Samsung has reclaimed its position as the world’s largest smartphone maker, overtaking Apple in global shipments even as the industry recorded its weakest second-quarter performance in 13 years, according to preliminary estimates released by Counterpoint Research.
Global smartphone shipments declined 11 percent year-on-year in the second quarter of 2026, marking the lowest April-to-June shipment levels since 2013. The downturn was driven largely by a prolonged shortage of DRAM and NAND memory chips, which has pushed manufacturing costs higher as chipmakers redirect production capacity toward artificial intelligence data centres instead of consumer electronics.
Despite the industry-wide slump, Samsung captured a 24 percent share of the global smartphone market, reclaiming the top spot it had ceded to Apple in the first quarter, when the American firm led with 21 percent against Samsung’s 20 percent. The South Korean company’s gains were fuelled by strong demand for its Galaxy S26 series, improved product availability, and relatively modest price increases in key markets such as India and the Middle East. The Galaxy S26 Ultra, in particular, emerged as a standout performer.
Apple was not far behind, growing shipments by 3 percent year-on-year to a record 20 percent market share. The company was notably the only major smartphone maker to avoid raising prices during the industry-wide cost crunch, with the iPhone 17 series remaining the world’s best-selling smartphone lineup, even though it continues to struggle in China.
Other major brands fared worse. Xiaomi, OPPO, and vivo all posted double-digit shipment declines, as rising memory costs hit their budget and mid-range devices hardest, segments that operate on thin margins and are least able to absorb higher costs.

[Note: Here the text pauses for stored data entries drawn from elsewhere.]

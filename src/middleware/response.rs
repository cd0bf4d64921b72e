use axum::{
    http::StatusCode,
    response::{IntoResponse, Json, Response},
};
use serde::Serialize;
use serde_json::{json, Value};

/// Wrapper for API responses that automatically adds the success envelope
#[derive(Debug)]
pub struct ApiResponse<T: Serialize> {
    pub data: T,
    pub message: Option<String>,
    pub status_code: Option<StatusCode>,
}

impl<T: Serialize> ApiResponse<T> {
    /// Create a successful API response with default 200 status
    pub fn success(data: T) -> Self {
        Self {
            data,
            message: None,
            status_code: None, // Default to 200 OK
        }
    }

    /// Create a 201 Created response
    pub fn created(data: T) -> Self {
        Self {
            data,
            message: None,
            status_code: Some(StatusCode::CREATED),
        }
    }

    /// Attach a human-readable confirmation to the envelope
    pub fn with_message(mut self, message: impl Into<String>) -> Self {
        self.message = Some(message.into());
        self
    }
}

impl<T: Serialize> IntoResponse for ApiResponse<T> {
    fn into_response(self) -> Response {
        let status = self.status_code.unwrap_or(StatusCode::OK);

        // Convert data to JSON Value for consistent envelope format
        let data_value = match serde_json::to_value(&self.data) {
            Ok(value) => value,
            Err(e) => {
                tracing::error!("Failed to serialize response data: {}", e);
                return (
                    StatusCode::INTERNAL_SERVER_ERROR,
                    Json(json!({
                        "success": false,
                        "error": "Failed to serialize response data"
                    })),
                )
                    .into_response();
            }
        };

        let mut envelope = json!({
            "success": true,
            "data": data_value
        });
        if let Some(message) = self.message {
            envelope["message"] = Value::String(message);
        }

        (status, Json(envelope)).into_response()
    }
}

/// Result alias used by the JSON handlers
pub type ApiResult<T> = Result<ApiResponse<T>, crate::error::ApiError>;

Counterpoint Research expects the memory shortage to persist into 2027 and has maintained its forecast that global smartphone shipments will decline by about 14 percent for the full year. The firm believes budget smartphones will continue to bear the brunt of the downturn, as manufacturers increasingly shift focus toward higher-margin premium devices.
For consumers, particularly in emerging markets where demand for entry-level devices has traditionally been strongest, the trend points to fewer affordable smartphone options and higher retail prices in the months ahead, as the ripple effects of the global AI boom continue to reshape the consumer electronics market.